[WHAT THE EXERCISE ASKS] Can you restate the lines of the entries below, word for word, from the first one through the line that includes "pub fn is_final(&self)"?

——

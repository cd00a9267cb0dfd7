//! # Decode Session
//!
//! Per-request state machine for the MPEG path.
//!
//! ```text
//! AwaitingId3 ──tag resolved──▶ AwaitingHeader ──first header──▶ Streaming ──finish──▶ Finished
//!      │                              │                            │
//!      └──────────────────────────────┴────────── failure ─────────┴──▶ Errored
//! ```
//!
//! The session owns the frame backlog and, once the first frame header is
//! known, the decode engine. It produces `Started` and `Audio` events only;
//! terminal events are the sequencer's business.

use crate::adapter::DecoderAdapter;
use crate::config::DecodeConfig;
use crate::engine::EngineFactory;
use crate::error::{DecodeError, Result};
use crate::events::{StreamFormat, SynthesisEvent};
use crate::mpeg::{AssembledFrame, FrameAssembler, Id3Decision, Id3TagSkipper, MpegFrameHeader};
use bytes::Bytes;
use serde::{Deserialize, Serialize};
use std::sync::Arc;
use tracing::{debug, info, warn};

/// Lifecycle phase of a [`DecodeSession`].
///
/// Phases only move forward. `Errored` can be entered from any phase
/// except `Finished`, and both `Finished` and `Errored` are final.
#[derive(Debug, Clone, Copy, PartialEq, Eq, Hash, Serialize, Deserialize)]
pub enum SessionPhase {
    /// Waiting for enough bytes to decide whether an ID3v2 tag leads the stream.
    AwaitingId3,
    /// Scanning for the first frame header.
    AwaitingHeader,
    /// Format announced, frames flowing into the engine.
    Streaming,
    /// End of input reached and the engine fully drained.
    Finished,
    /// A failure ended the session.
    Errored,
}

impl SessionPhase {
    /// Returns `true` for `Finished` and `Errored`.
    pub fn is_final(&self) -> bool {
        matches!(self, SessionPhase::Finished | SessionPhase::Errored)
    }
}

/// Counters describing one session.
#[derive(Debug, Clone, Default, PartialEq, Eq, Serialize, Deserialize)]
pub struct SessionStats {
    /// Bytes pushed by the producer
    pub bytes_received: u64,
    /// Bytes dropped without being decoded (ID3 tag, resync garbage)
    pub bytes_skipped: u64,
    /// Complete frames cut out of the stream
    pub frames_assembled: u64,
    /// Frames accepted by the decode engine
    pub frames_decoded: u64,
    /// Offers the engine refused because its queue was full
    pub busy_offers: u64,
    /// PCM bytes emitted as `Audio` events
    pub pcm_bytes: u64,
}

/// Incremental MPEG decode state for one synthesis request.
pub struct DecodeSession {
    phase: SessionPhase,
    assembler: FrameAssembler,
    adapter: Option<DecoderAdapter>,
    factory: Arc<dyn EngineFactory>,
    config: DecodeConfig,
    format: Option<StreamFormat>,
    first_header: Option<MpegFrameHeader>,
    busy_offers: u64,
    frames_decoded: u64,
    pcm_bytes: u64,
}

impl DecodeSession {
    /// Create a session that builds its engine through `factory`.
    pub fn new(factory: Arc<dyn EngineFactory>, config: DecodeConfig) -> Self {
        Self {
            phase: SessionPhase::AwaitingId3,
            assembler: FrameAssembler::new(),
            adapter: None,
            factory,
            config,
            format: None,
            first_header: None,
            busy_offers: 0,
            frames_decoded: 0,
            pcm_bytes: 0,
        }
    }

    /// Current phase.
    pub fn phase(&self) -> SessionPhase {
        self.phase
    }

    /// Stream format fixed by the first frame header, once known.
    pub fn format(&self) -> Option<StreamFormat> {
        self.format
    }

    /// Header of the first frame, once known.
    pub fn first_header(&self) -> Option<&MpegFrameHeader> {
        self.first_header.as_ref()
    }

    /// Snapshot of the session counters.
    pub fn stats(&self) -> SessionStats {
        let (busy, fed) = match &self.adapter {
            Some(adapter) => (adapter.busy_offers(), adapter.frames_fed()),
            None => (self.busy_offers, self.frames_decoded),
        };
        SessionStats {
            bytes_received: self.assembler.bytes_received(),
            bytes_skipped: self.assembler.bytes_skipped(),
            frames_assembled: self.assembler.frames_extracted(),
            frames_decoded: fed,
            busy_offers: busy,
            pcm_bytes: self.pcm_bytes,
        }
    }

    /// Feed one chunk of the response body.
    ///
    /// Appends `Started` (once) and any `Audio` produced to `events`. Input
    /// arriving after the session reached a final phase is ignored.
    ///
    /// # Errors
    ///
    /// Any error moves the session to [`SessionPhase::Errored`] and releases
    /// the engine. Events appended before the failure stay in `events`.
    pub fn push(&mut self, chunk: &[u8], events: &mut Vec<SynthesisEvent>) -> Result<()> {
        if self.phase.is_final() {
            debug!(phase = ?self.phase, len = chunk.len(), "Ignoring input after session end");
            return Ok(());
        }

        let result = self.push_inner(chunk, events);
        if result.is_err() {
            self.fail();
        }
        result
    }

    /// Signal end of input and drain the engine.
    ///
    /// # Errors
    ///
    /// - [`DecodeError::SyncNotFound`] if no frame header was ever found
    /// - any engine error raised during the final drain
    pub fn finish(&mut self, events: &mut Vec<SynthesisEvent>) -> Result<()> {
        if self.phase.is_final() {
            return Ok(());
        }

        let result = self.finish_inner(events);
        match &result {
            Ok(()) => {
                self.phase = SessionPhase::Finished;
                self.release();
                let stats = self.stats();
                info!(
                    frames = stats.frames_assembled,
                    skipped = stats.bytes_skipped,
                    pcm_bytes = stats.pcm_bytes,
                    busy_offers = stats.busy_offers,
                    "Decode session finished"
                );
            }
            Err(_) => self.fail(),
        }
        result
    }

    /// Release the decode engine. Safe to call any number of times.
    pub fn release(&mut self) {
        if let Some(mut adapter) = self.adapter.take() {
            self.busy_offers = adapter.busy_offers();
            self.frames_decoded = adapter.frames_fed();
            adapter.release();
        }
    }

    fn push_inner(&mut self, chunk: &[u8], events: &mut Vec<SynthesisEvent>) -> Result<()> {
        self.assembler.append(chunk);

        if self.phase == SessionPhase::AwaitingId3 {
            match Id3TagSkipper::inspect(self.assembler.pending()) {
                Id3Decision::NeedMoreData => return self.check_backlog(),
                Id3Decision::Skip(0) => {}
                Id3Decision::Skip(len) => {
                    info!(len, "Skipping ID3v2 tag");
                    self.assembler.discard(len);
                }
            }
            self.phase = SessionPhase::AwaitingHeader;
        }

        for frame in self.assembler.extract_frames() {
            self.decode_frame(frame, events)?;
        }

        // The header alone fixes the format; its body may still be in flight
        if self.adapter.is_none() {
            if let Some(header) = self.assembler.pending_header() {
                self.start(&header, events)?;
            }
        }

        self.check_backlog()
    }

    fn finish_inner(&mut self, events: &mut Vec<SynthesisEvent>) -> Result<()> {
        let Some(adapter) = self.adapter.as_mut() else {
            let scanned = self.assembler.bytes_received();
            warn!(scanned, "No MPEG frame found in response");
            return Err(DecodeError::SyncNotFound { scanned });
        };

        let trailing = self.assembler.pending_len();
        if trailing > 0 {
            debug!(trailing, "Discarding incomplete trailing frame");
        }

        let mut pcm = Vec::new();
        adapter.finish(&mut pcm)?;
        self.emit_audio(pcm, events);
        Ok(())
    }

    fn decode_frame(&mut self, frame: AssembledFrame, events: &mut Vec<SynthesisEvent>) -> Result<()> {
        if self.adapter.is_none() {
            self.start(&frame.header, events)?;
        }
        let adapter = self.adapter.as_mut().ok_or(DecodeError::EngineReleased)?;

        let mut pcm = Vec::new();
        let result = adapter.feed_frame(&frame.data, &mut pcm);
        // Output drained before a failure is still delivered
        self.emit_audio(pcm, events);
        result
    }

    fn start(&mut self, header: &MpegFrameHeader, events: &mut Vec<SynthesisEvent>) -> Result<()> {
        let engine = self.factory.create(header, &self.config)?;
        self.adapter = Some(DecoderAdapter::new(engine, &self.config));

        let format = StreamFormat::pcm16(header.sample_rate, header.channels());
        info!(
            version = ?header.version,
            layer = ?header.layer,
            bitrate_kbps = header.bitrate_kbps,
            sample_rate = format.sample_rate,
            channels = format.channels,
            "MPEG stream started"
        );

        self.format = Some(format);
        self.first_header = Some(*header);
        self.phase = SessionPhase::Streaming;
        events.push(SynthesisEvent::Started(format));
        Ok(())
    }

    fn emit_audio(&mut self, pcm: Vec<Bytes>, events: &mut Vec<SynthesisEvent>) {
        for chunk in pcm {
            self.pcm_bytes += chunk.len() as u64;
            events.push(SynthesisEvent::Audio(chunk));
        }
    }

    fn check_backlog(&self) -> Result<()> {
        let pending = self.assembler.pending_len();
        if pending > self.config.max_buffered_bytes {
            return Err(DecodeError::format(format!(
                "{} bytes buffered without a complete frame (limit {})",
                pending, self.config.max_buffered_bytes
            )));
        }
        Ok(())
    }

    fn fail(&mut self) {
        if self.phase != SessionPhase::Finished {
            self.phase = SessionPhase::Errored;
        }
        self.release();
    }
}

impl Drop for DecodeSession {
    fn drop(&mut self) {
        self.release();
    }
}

——

[SOLUTION]
repository cd00a9267cb0dfd7
//! # Decode Session
//!
//! Per-request state machine for the MPEG path.
//!
//! ```text
//! AwaitingId3 ──tag resolved──▶ AwaitingHeader ──first header──▶ Streaming ──finish──▶ Finished
//!      │                              │                            │
//!      └──────────────────────────────┴────────── failure ─────────┴──▶ Errored
//! ```
//!
//! The session owns the frame backlog and, once the first frame header is
//! known, the decode engine. It produces `Started` and `Audio` events only;
//! terminal events are the sequencer's business.

use crate::adapter::DecoderAdapter;
use crate::config::DecodeConfig;
use crate::engine::EngineFactory;
use crate::error::{DecodeError, Result};
use crate::events::{StreamFormat, SynthesisEvent};
use crate::mpeg::{AssembledFrame, FrameAssembler, Id3Decision, Id3TagSkipper, MpegFrameHeader};
use bytes::Bytes;
use serde::{Deserialize, Serialize};
use std::sync::Arc;
use tracing::{debug, info, warn};

/// Lifecycle phase of a [`DecodeSession`].
///
/// Phases only move forward. `Errored` can be entered from any phase
/// except `Finished`, and both `Finished` and `Errored` are final.
#[derive(Debug, Clone, Copy, PartialEq, Eq, Hash, Serialize, Deserialize)]
pub enum SessionPhase {
    /// Waiting for enough bytes to decide whether an ID3v2 tag leads the stream.
    AwaitingId3,
    /// Scanning for the first frame header.
    AwaitingHeader,
    /// Format announced, frames flowing into the engine.
    Streaming,
    /// End of input reached and the engine fully drained.
    Finished,
    /// A failure ended the session.
    Errored,
}

impl SessionPhase {
    /// Returns `true` for `Finished` and `Errored`.
    pub fn is_final(&self) -> bool {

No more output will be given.